WHAT THIS TASK INVOLVES: Print every line of the records below exactly as it reads.

MATERIAL SUPPLIED:
//! Logging infrastructure using `tracing` and `tracing-subscriber`.
//!
//! # Log Levels
//!
//! - `error`: Fatal errors
//! - `warn`: Duplicate complaint numbers, malformed fields
//! - `info`: Pipeline stage progress, summary counts
//! - `debug`: Discovery and per-page details
//! - `trace`: Row-level data (requires explicit `--log-data` flag)
//!
//! # Usage
//!
//! ```ignore
//! use snowprep_cli::logging::{init_logging, LogConfig};
//!
//! let config = LogConfig::default();
//! init_logging(&config).expect("init logging");
//! ```

use std::fs::OpenOptions;
use std::io::{self, Write};
use std::path::PathBuf;
use std::sync::atomic::{AtomicBool, Ordering};
use std::sync::{Arc, Mutex};
use tracing::level_filters::LevelFilter;
use tracing_subscriber::{
    EnvFilter,
    fmt::{self, MakeWriter},
    layer::SubscriberExt,
    util::SubscriberInitExt,
};

static LOG_DATA_ENABLED: AtomicBool = AtomicBool::new(false);

/// Placeholder used when row-level logging is disabled.
pub const REDACTED_VALUE: &str = "[REDACTED]";

/// Returns true if row-level logging is explicitly enabled.
pub fn log_data_enabled() -> bool {
    LOG_DATA_ENABLED.load(Ordering::Relaxed)
}

/// Returns the input value when row-level logging is enabled, otherwise a
/// redacted token.
pub fn redact_value(value: &str) -> &str {
    if log_data_enabled() {
        value
    } else {
        REDACTED_VALUE
    }
}

/// Configuration for logging behavior.
#[derive(Debug, Clone)]
pub struct LogConfig {
    /// Maximum level emitted.
    pub level_filter: LevelFilter,
    /// Whether `RUST_LOG` may override `level_filter`.
    pub use_env_filter: bool,
    /// Whether to include timestamps in log output.
    pub with_timestamps: bool,
    /// Whether to include target (module path) in log output.
    pub with_target: bool,
    /// Whether to emit span close events in JSON output.
    pub with_spans: bool,
    /// Whether to use ANSI colors in output.
    pub with_ansi: bool,
    /// Output format: "pretty", "compact", or "json".
    pub format: LogFormat,
    /// Optional log file path. When set, logs are appended to the file.
    pub log_file: Option<PathBuf>,
    /// Whether row-level complaint values may be logged.
    pub log_data: bool,
}

/// Log output format.
#[derive(Debug, Clone, Copy, Default, PartialEq, Eq)]
pub enum LogFormat {
    /// Human-readable pretty format with colors.
    #[default]
    Pretty,
    /// Compact single-line format.
    Compact,
    /// JSON format for machine parsing.
    Json,
}

impl Default for LogConfig {
    fn default() -> Self {
        Self {
            level_filter: LevelFilter::INFO,
            use_env_filter: true,
            with_timestamps: false,
            with_target: false,
            with_spans: true,
            with_ansi: true,
            format: LogFormat::default(),
            log_file: None,
            log_data: false,
        }
    }
}

/// Initialize the global tracing subscriber with the given configuration.
///
/// This should be called once at application startup.
///
/// # Errors
///
/// Returns an error if the log file cannot be opened.
///
/// # Panics
///
/// Panics if called more than once.
pub fn init_logging(config: &LogConfig) -> io::Result<()> {
    if let Some(path) = &config.log_file {
        let file = OpenOptions::new().create(true).append(true).open(path)?;
        init_logging_with_writer(config, SharedFileWriter::new(file));
    } else {
        init_logging_with_writer(config, io::stderr);
    }
    Ok(())
}

/// Initialize logging with a custom writer (useful for testing).
pub fn init_logging_with_writer<W>(config: &LogConfig, writer: W)
where
    W: for<'writer> MakeWriter<'writer> + Send + Sync + 'static,
{
    LOG_DATA_ENABLED.store(config.log_data, Ordering::Release);
    let filter = build_env_filter(config.level_filter, config.use_env_filter);

    match config.format {
        LogFormat::Json => {
            let layer = fmt::layer()
                .json()
                .with_writer(writer)
                .with_target(config.with_target)
                .with_span_events(if config.with_spans {
                    fmt::format::FmtSpan::CLOSE
                } else {
                    fmt::format::FmtSpan::NONE
                });

            tracing_subscriber::registry()
                .with(filter)
                .with(layer)
                .init();
        }
        LogFormat::Compact => {
            let layer = fmt::layer()
                .compact()
                .with_writer(writer)
                .with_ansi(config.with_ansi)
                .with_target(config.with_target);

            if config.with_timestamps {
                tracing_subscriber::registry()
                    .with(filter)
                    .with(layer)
                    .init();
            } else {
                tracing_subscriber::registry()
                    .with(filter)
                    .with(layer.without_time())
                    .init();
            }
        }
        LogFormat::Pretty => {
            let layer = fmt::layer()
                .with_writer(writer)
                .with_ansi(config.with_ansi)
                .with_target(config.with_target);

            if config.with_timestamps {
                tracing_subscriber::registry()
                    .with(filter)
                    .with(layer)
                    .init();
            } else {
                tracing_subscriber::registry()
                    .with(filter)
                    .with(layer.without_time())
                    .init();
            }
        }
    }
}

#[derive(Clone)]
struct SharedFileWriter {
    file: Arc<Mutex<std::fs::File>>,
}

impl SharedFileWriter {
    fn new(file: std::fs::File) -> Self {
        Self {
            file: Arc::new(Mutex::new(file)),
        }
    }
}

struct SharedFileGuard {
    file: Arc<Mutex<std::fs::File>>,
}

impl Write for SharedFileGuard {
    fn write(&mut self, buf: &[u8]) -> io::Result<usize> {
        let mut guard = self
            .file
            .lock()
            .map_err(|_| io::Error::other("log file lock poisoned"))?;
        guard.write(buf)
    }

    fn flush(&mut self) -> io::Result<()> {
        let mut guard = self
            .file
            .lock()
            .map_err(|_| io::Error::other("log file lock poisoned"))?;
        guard.flush()
    }
}

impl<'a> MakeWriter<'a> for SharedFileWriter {
    type Writer = SharedFileGuard;

    fn make_writer(&'a self) -> Self::Writer {
        SharedFileGuard {
            file: Arc::clone(&self.file),
        }
    }
}

/// Directive string applying `level` to every workspace crate.
fn default_directives(level_filter: LevelFilter) -> String {
    let level = level_filter.to_string().to_lowercase();
    // External crates (reqwest, polars) stay at warn to reduce noise
    format!(
        "warn,snowprep={level},snowprep_cli={level},snowprep_ingest={level},\
         snowprep_transform={level},snowprep_output={level},snowprep_airtable={level},\
         snowprep_model={level}"
    )
}

/// Build an `EnvFilter`, letting `RUST_LOG` override when allowed.
fn build_env_filter(level_filter: LevelFilter, use_env_filter: bool) -> EnvFilter {
    if use_env_filter && let Ok(filter) = EnvFilter::try_from_default_env() {
        return filter;
    }
    EnvFilter::new(default_directives(level_filter))
}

SOLUTION TO THE EXERCISE:
//! Logging infrastructure using `tracing` and `tracing-subscriber`.
//!
//! # Log Levels
//!
//! - `error`: Fatal errors
//! - `warn`: Duplicate complaint numbers, malformed fields
//! - `info`: Pipeline stage progress, summary counts
//! - `debug`: Discovery and per-page details
//! - `trace`: Row-level data (requires explicit `--log-data` flag)
//!
//! # Usage
//!
//! ```ignore
//! use snowprep_cli::logging::{init_logging, LogConfig};
//!
//! let config = LogConfig::default();
//! init_logging(&config).expect("init logging");
//! ```

use std::fs::OpenOptions;
use std::io::{self, Write};
use std::path::PathBuf;
use std::sync::atomic::{AtomicBool, Ordering};
use std::sync::{Arc, Mutex};
use tracing::level_filters::LevelFilter;
use tracing_subscriber::{
    EnvFilter,
    fmt::{self, MakeWriter},
    layer::SubscriberExt,
    util::SubscriberInitExt,
};

static LOG_DATA_ENABLED: AtomicBool = AtomicBool::new(false);

/// Placeholder used when row-level logging is disabled.
pub const REDACTED_VALUE: &str = "[REDACTED]";

/// Returns true if row-level logging is explicitly enabled.
pub fn log_data_enabled() -> bool {
    LOG_DATA_ENABLED.load(Ordering::Relaxed)
}

/// Returns the input value when row-level logging is enabled, otherwise a
/// redacted token.
pub fn redact_value(value: &str) -> &str {
    if log_data_enabled() {
        value
    } else {
        REDACTED_VALUE
    }
}

/// Configuration for logging behavior.
#[derive(Debug, Clone)]
pub struct LogConfig {
    /// Maximum level emitted.
    pub level_filter: LevelFilter,
    /// Whether `RUST_LOG` may override `level_filter`.
    pub use_env_filter: bool,
    /// Whether to include timestamps in log output.
    pub with_timestamps: bool,
    /// Whether to include target (module path) in log output.
    pub with_target: bool,
    /// Whether to emit span close events in JSON output.
    pub with_spans: bool,
    /// Whether to use ANSI colors in output.
    pub with_ansi: bool,
    /// Output format: "pretty", "compact", or "json".
    pub format: LogFormat,
    /// Optional log file path. When set, logs are appended to the file.
    pub log_file: Option<PathBuf>,
    /// Whether row-level complaint values may be logged.
    pub log_data: bool,
}

/// Log output format.
#[derive(Debug, Clone, Copy, Default, PartialEq, Eq)]
pub enum LogFormat {
    /// Human-readable pretty format with colors.
    #[default]
    Pretty,
    /// Compact single-line format.
    Compact,
    /// JSON format for machine parsing.
    Json,
}

impl Default for LogConfig {
    fn default() -> Self {
        Self {
            level_filter: LevelFilter::INFO,
            use_env_filter: true,
            with_timestamps: false,
            with_target: false,
            with_spans: true,
            with_ansi: true,
            format: LogFormat::default(),
            log_file: None,
            log_data: false,
        }
    }
}

/// Initialize the global tracing subscriber with the given configuration.
///
/// This should be called once at application startup.
///
/// # Errors
///
/// Returns an error if the log file cannot be opened.
///
/// # Panics
///
/// Panics if called more than once.
pub fn init_logging(config: &LogConfig) -> io::Result<()> {
    if let Some(path) = &config.log_file {
        let file = OpenOptions::new().create(true).append(true).open(path)?;
        init_logging_with_writer(config, SharedFileWriter::new(file));
    } else {
        init_logging_with_writer(config, io::stderr);
    }
    Ok(())
}

/// Initialize logging with a custom writer (useful for testing).
pub fn init_logging_with_writer<W>(config: &LogConfig, writer: W)
where
    W: for<'writer> MakeWriter<'writer> + Send + Sync + 'static,
{
    LOG_DATA_ENABLED.store(config.log_data, Ordering::Release);
    let filter = build_env_filter(config.level_filter, config.use_env_filter);

    match config.format {
        LogFormat::Json => {
            let layer = fmt::layer()
                .json()
                .with_writer(writer)
                .with_target(config.with_target)
                .with_span_events(if config.with_spans {
                    fmt::format::FmtSpan::CLOSE
                } else {
                    fmt::format::FmtSpan::NONE
                });

            tracing_subscriber::registry()
                .with(filter)
                .with(layer)
                .init();
        }
        LogFormat::Compact => {
            let layer = fmt::layer()
                .compact()
                .with_writer(writer)
                .with_ansi(config.with_ansi)
                .with_target(config.with_target);

            if config.with_timestamps {
                tracing_subscriber::registry()
                    .with(filter)
                    .with(layer)
                    .init();
            } else {
                tracing_subscriber::registry()
                    .with(filter)
                    .with(layer.without_time())
                    .init();
            }
        }
        LogFormat::Pretty => {
            let layer = fmt::layer()
                .with_writer(writer)
                .with_ansi(config.with_ansi)
                .with_target(config.with_target);

            if config.with_timestamps {
                tracing_subscriber::registry()
                    .with(filter)
                    .with(layer)
                    .init();
            } else {
                tracing_subscriber::registry()
                    .with(filter)
                    .with(layer.without_time())
                    .init();
            }
        }
    }
}

#[derive(Clone)]
struct SharedFileWriter {
    file: Arc<Mutex<std::fs::File>>,
}

impl SharedFileWriter {
    fn new(file: std::fs::File) -> Self {
        Self {
            file: Arc::new(Mutex::new(file)),
        }
    }
}

struct SharedFileGuard {
    file: Arc<Mutex<std::fs::File>>,
}

impl Write for SharedFileGuard {
    fn write(&mut self, buf: &[u8]) -> io::Result<usize> {
        let mut guard = self
            .file
            .lock()
            .map_err(|_| io::Error::other("log file lock poisoned"))?;
        guard.write(buf)
    }

    fn flush(&mut self) -> io::Result<()> {
        let mut guard = self
            .file
            .lock()
            .map_err(|_| io::Error::other("log file lock poisoned"))?;
        guard.flush()
    }
}

impl<'a> MakeWriter<'a> for SharedFileWriter {
    type Writer = SharedFileGuard;

    fn make_writer(&'a self) -> Self::Writer {
        SharedFileGuard {
            file: Arc::clone(&self.file),
        }
    }
}

/// Directive string applying `level` to every workspace crate.
fn default_directives(level_filter: LevelFilter) -> String {
    let level = level_filter.to_string().to_lowercase();
    // External crates (reqwest, polars) stay at warn to reduce noise
    format!(
        "warn,snowprep={level},snowprep_cli={level},snowprep_ingest={level},\
         snowprep_transform={level},snowprep_output={level},snowprep_airtable={level},\
         snowprep_model={level}"
    )
}

/// Build an `EnvFilter`, letting `RUST_LOG` override when allowed.
fn build_env_filter(level_filter: LevelFilter, use_env_filter: bool) -> EnvFilter {
    if use_env_filter && let Ok(filter) = EnvFilter::try_from_default_env() {
        return filter;
    }
    EnvFilter::new(default_directives(level_filter))
}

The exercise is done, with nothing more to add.